Stored data
· · ·
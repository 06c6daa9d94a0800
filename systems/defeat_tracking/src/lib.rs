#![deny(
    unsafe_code,
    missing_docs,
    dead_code,
    unused_results,
    non_snake_case,
    unreachable_pub
)]

//! Per-district defeat accounting.
//!
//! The tracker only detects the moment a district becomes cleared; reacting to
//! it (checkpoints, heals, advancing) is left to the level so that forced
//! clears travel through the exact same detection path as ordinary kills.

use district_siege_core::{District, DistrictId};
use tracing::{debug, warn};

/// Spawn and defeat counters of a single district.
///
/// `defeated <= spawned <= cap` holds at all times.
#[derive(Clone, Copy, Debug, PartialEq, Eq)]
pub struct WaveState {
    spawned: u32,
    defeated: u32,
    cap: u32,
}

impl WaveState {
    /// Creates empty counters for a district fielding `cap` enemies.
    #[must_use]
    pub const fn new(cap: u32) -> Self {
        Self {
            spawned: 0,
            defeated: 0,
            cap,
        }
    }

    /// Enemies spawned so far.
    #[must_use]
    pub const fn spawned(&self) -> u32 {
        self.spawned
    }

    /// Enemies defeated so far.
    #[must_use]
    pub const fn defeated(&self) -> u32 {
        self.defeated
    }

    /// Total enemies the district fields.
    #[must_use]
    pub const fn cap(&self) -> u32 {
        self.cap
    }

    /// Enemies spawned but not yet defeated.
    #[must_use]
    pub const fn live(&self) -> u32 {
        self.spawned - self.defeated
    }

    /// Reports whether every allotted enemy was spawned and defeated.
    #[must_use]
    pub const fn is_cleared(&self) -> bool {
        self.defeated >= self.spawned && self.spawned == self.cap
    }
}

/// Result of reporting a kill to the tracker.
#[derive(Clone, Copy, Debug, PartialEq, Eq)]
pub enum KillOutcome {
    /// The kill could not be attributed and nothing was counted.
    Ignored,
    /// The kill was counted; the district still has enemies left.
    Counted {
        /// District the kill was attributed to.
        district: DistrictId,
    },
    /// The kill was counted and completed the district.
    DistrictCleared {
        /// District that became cleared.
        district: DistrictId,
    },
}

/// Counts spawns and kills for every district of the level.
#[derive(Clone, Debug)]
pub struct DefeatTracker {
    waves: Vec<WaveState>,
    total_defeated: u32,
}

impl DefeatTracker {
    /// Creates a tracker with empty counters for the provided districts.
    #[must_use]
    pub fn new(districts: &[District]) -> Self {
        Self {
            waves: districts
                .iter()
                .map(|district| WaveState::new(district.enemy_cap()))
                .collect(),
            total_defeated: 0,
        }
    }

    /// Counters of the provided district.
    #[must_use]
    pub fn wave(&self, district: DistrictId) -> Option<&WaveState> {
        self.waves.get(district.index())
    }

    /// Enemies defeated across every district.
    #[must_use]
    pub const fn total_defeated(&self) -> u32 {
        self.total_defeated
    }

    /// Reports whether the provided district is cleared; unknown districts never are.
    #[must_use]
    pub fn is_district_cleared(&self, district: DistrictId) -> bool {
        self.wave(district).is_some_and(WaveState::is_cleared)
    }

    /// Reports whether every district is cleared.
    #[must_use]
    pub fn all_cleared(&self) -> bool {
        self.waves.iter().all(WaveState::is_cleared)
    }

    /// Records that an enemy joined `district`.
    ///
    /// Returns `false` without counting when the district is unknown or its
    /// allotment is exhausted.
    pub fn record_spawn(&mut self, district: DistrictId) -> bool {
        let Some(wave) = self.waves.get_mut(district.index()) else {
            warn!(district = district.get(), "spawn reported for unknown district");
            return false;
        };

        if wave.spawned >= wave.cap {
            return false;
        }

        wave.spawned += 1;
        true
    }

    /// Records that an enemy of `district` died.
    pub fn record_kill(&mut self, district: DistrictId) -> KillOutcome {
        let Some(wave) = self.waves.get_mut(district.index()) else {
            warn!(district = district.get(), "kill reported for unknown district; dropped");
            return KillOutcome::Ignored;
        };

        if wave.defeated >= wave.spawned {
            debug!(district = district.get(), "kill exceeds spawned enemies; dropped");
            return KillOutcome::Ignored;
        }

        wave.defeated += 1;
        self.total_defeated += 1;

        if wave.is_cleared() {
            KillOutcome::DistrictCleared { district }
        } else {
            KillOutcome::Counted { district }
        }
    }

    /// Seeds `district` as fully spawned and defeated, skipping its wave.
    pub fn mark_cleared(&mut self, district: DistrictId) {
        if let Some(wave) = self.waves.get_mut(district.index()) {
            let newly_defeated = wave.cap - wave.defeated;
            wave.spawned = wave.cap;
            wave.defeated = wave.cap;
            self.total_defeated += newly_defeated;
        }
    }
}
· · ·
> **Your instructions**
Print the data in full. Match it exactly.

> **Response to the task**
repository 06c6daa9d94a0800
filename systems/defeat_tracking/src/lib.rs
#![deny(
    unsafe_code,
    missing_docs,
    dead_code,
    unused_results,
    non_snake_case,
    unreachable_pub
)]

//! Per-district defeat accounting.
//!
//! The tracker only detects the moment a district becomes cleared; reacting to
//! it (checkpoints, heals, advancing) is left to the level so that forced
//! clears travel through the exact same detection path as ordinary kills.

use district_siege_core::{District, DistrictId};
use tracing::{debug, warn};

/// Spawn and defeat counters of a single district.
///
/// `defeated <= spawned <= cap` holds at all times.
#[derive(Clone, Copy, Debug, PartialEq, Eq)]
pub struct WaveState {
    spawned: u32,
    defeated: u32,
    cap: u32,
}

impl WaveState {
    /// Creates empty counters for a district fielding `cap` enemies.
    #[must_use]
    pub const fn new(cap: u32) -> Self {
        Self {
            spawned: 0,
            defeated: 0,
            cap,
        }
    }

    /// Enemies spawned so far.
    #[must_use]
    pub const fn spawned(&self) -> u32 {
        self.spawned
    }

    /// Enemies defeated so far.
    #[must_use]
    pub const fn defeated(&self) -> u32 {
        self.defeated
    }

    /// Total enemies the district fields.
    #[must_use]
    pub const fn cap(&self) -> u32 {
        self.cap
    }

    /// Enemies spawned but not yet defeated.
    #[must_use]
    pub const fn live(&self) -> u32 {
        self.spawned - self.defeated
    }

    /// Reports whether every allotted enemy was spawned and defeated.
    #[must_use]
    pub const fn is_cleared(&self) -> bool {
        self.defeated >= self.spawned && self.spawned == self.cap
    }
}

/// Result of reporting a kill to the tracker.
#[derive(Clone, Copy, Debug, PartialEq, Eq)]
pub enum KillOutcome {
    /// The kill could not be attributed and nothing was counted.
    Ignored,
    /// The kill was counted; the district still has enemies left.
    Counted {
        /// District the kill was attributed to.
        district: DistrictId,
    },
    /// The kill was counted and completed the district.
    DistrictCleared {
        /// District that became cleared.
        district: DistrictId,
    },
}

/// Counts spawns and kills for every district of the level.
#[derive(Clone, Debug)]
pub struct DefeatTracker {
    waves: Vec<WaveState>,
    total_defeated: u32,
}

impl DefeatTracker {
    /// Creates a tracker with empty counters for the provided districts.
    #[must_use]
    pub fn new(districts: &[District]) -> Self {
        Self {
            waves: districts
                .iter()
                .map(|district| WaveState::new(district.enemy_cap()))
                .collect(),
            total_defeated: 0,
        }
    }

    /// Counters of the provided district.
    #[must_use]
    pub fn wave(&self, district: DistrictId) -> Option<&WaveState> {
        self.waves.get(district.index())
    }

    /// Enemies defeated across every district.
    #[must_use]
    pub const fn total_defeated(&self) -> u32 {
        self.total_defeated
    }

    /// Reports whether the provided district is cleared; unknown districts never are.
    #[must_use]
    pub fn is_district_cleared(&self, district: DistrictId) -> bool {
        self.wave(district).is_some_and(WaveState::is_cleared)
    }

    /// Reports whether every district is cleared.
    #[must_use]
    pub fn all_cleared(&self) -> bool {
        self.waves.iter().all(WaveState::is_cleared)
    }

    /// Records that an enemy joined `district`.
    ///
    /// Returns `false` without counting when the district is unknown or its
    /// allotment is exhausted.
    pub fn record_spawn(&mut self, district: DistrictId) -> bool {
        let Some(wave) = self.waves.get_mut(district.index()) else {
            warn!(district = district.get(), "spawn reported for unknown district");
            return false;
        };

        if wave.spawned >= wave.cap {
            return false;
        }

        wave.spawned += 1;
        true
    }

    /// Records that an enemy of `district` died.
    pub fn record_kill(&mut self, district: DistrictId) -> KillOutcome {
        let Some(wave) = self.waves.get_mut(district.index()) else {
            warn!(district = district.get(), "kill reported for unknown district; dropped");
            return KillOutcome::Ignored;
        };

        if wave.defeated >= wave.spawned {
            debug!(district = district.get(), "kill exceeds spawned enemies; dropped");
            return KillOutcome::Ignored;
        }

        wave.defeated += 1;
        self.total_defeated += 1;

        if wave.is_cleared() {
            KillOutcome::DistrictCleared { district }
        } else {
            KillOutcome::Counted { district }
        }
    }

    /// Seeds `district` as fully spawned and defeated, skipping its wave.
    pub fn mark_cleared(&mut self, district: DistrictId) {
        if let Some(wave) = self.waves.get_mut(district.index()) {
            let newly_defeated = wave.cap - wave.defeated;
            wave.spawned = wave.cap;
            wave.defeated = wave.cap;
            self.total_defeated += newly_defeated;
        }
    }
}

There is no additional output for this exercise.